School of Computer Science and Information Security, Guilin University of Electronic Technology, Guilin, 541004, China.
BMC Bioinformatics. 2023 Jun 22;24(1):261. doi: 10.1186/s12859-023-05378-x.
Autism spectrum disorders (ASD) are a group of neurodevelopmental disorders characterized by difficulty communicating with society and others, behavioral difficulties, and a brain that processes information differently than normal. Genetics has a strong impact on ASD associated with early onset and distinctive signs. Currently, all known ASD risk genes are able to encode proteins, and some de novo mutations disrupting protein-coding genes have been demonstrated to cause ASD. Next-generation sequencing technology enables high-throughput identification of ASD risk RNAs. However, these efforts are time-consuming and expensive, so an efficient computational model for ASD risk gene prediction is necessary.
In this study, we propose DeepASDPerd, a predictor for ASD risk RNA based on deep learning. Firstly, we use K-mer to feature encode the RNA transcript sequences, and then fuse them with corresponding gene expression values to construct a feature matrix. After combining chi-square test and logistic regression to select the best feature subset, we input them into a binary classification prediction model constructed by convolutional neural network and long short-term memory for training and classification.

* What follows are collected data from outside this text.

//! Object storage access for uploaded documents.

use std::collections::HashMap;
use std::sync::Mutex;

use async_trait::async_trait;
use chrono::Utc;

use crate::aws::sigv4::{sign_request, uri_encode, AwsCredentials};
use crate::errors::DocumentLoadError;

/// Read access to stored document bytes, keyed by storage key.
#[async_trait]
pub trait ObjectStore: Send + Sync {
    async fn get(&self, key: &str) -> Result<Vec<u8>, DocumentLoadError>;
}

/// S3-backed object store using signed `GetObject` requests.
pub struct S3ObjectStore {
    client: reqwest::Client,
    bucket: String,
    region: String,
    creds: AwsCredentials,
}

impl S3ObjectStore {
    pub fn new(bucket: String, region: String, creds: AwsCredentials) -> Self {
        Self {
            client: reqwest::Client::new(),
            bucket,
            region,
            creds,
        }
    }

    fn host(&self) -> String {
        format!("{}.s3.{}.amazonaws.com", self.bucket, self.region)
    }
}

#[async_trait]
impl ObjectStore for S3ObjectStore {
    async fn get(&self, key: &str) -> Result<Vec<u8>, DocumentLoadError> {
        let host = self.host();
        let encoded_key = key.split('/').map(uri_encode).collect::<Vec<_>>().join("/");
        let path = format!("/{}", encoded_key);

        let signed = sign_request(
            "GET",
            &host,
            &path,
            "",
            &[],
            b"",
            "s3",
            &self.region,
            &self.creds,
            Utc::now(),
        );

        let fetch_err = |detail: String| DocumentLoadError::Fetch {
            key: key.to_string(),
            detail,
        };

        let mut req = self
            .client
            .get(format!("https://{}{}", host, path))
            .header("Authorization", &signed.authorization)
            .header("x-amz-date", &signed.amz_date)
            .header("x-amz-content-sha256", &signed.content_sha256);

        if let Some(ref token) = signed.security_token {
            req = req.header("x-amz-security-token", token);
        }

        let resp = req.send().await.map_err(|e| fetch_err(e.to_string()))?;

        if !resp.status().is_success() {
            let status = resp.status();
            let body = resp.text().await.unwrap_or_default();
            return Err(fetch_err(format!(
                "S3 GetObject failed (HTTP {}): {}",
                status,
                body.chars().take(500).collect::<String>()
            )));
        }

        let bytes = resp.bytes().await.map_err(|e| fetch_err(e.to_string()))?;
        Ok(bytes.to_vec())
    }
}

/// Map-backed object store for tests.
pub struct InMemoryObjectStore {
    objects: Mutex<HashMap<String, Vec<u8>>>,
}

impl InMemoryObjectStore {
    pub fn new() -> Self {
        Self {
            objects: Mutex::new(HashMap::new()),
        }
    }

    pub fn put(&self, key: &str, bytes: Vec<u8>) {
        self.objects.lock().unwrap().insert(key.to_string(), bytes);
    }
}

impl Default for InMemoryObjectStore {
    fn default() -> Self {
        Self::new()
    }
}

#[async_trait]
impl ObjectStore for InMemoryObjectStore {
    async fn get(&self, key: &str) -> Result<Vec<u8>, DocumentLoadError> {
        self.objects
            .lock()
            .unwrap()
            .get(key)
            .cloned()
            .ok_or_else(|| DocumentLoadError::Fetch {
                key: key.to_string(),
                detail: "no such object".to_string(),
            })
    }
}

The results of the tenfold cross-validation proved our method outperformed the state-of-the-art methods. Dataset and source code are available at https://github.com/Onebear-X/DeepASDPred is freely available.
Our experimental results show that DeepASDPred has outstanding performance in identifying ASD risk RNA genes.
自闭症谱系障碍(ASD)是一组神经发育障碍,其特征是与社会和他人交流困难、行为困难以及大脑处理信息的方式与正常情况不同。遗传因素对与早期发病和独特特征相关的 ASD 有很大影响。目前,所有已知的 ASD 风险基因都能够编码蛋白质,一些破坏蛋白编码基因的新突变已被证明会导致 ASD。下一代测序技术能够高通量鉴定 ASD 风险 RNA。然而,这些工作既耗时又昂贵,因此需要一个高效的计算模型来预测 ASD 风险基因。
在这项研究中,我们提出了 DeepASDPerd,这是一种基于深度学习的 ASD 风险 RNA 预测器。首先,我们使用 K-mer 对 RNA 转录本序列进行特征编码,然后将其与相应的基因表达值融合,构建特征矩阵。在结合卡方检验和逻辑回归选择最佳特征子集后,我们将其输入到由卷积神经网络和长短期记忆组成的二进制分类预测模型中进行训练和分类。十折交叉验证的结果证明了我们的方法优于最先进的方法。数据集和源代码可在 https://github.com/Onebear-X/DeepASDPred 上获得,该模型是免费提供的。
我们的实验结果表明,DeepASDPred 在识别 ASD 风险 RNA 基因方面具有出色的性能。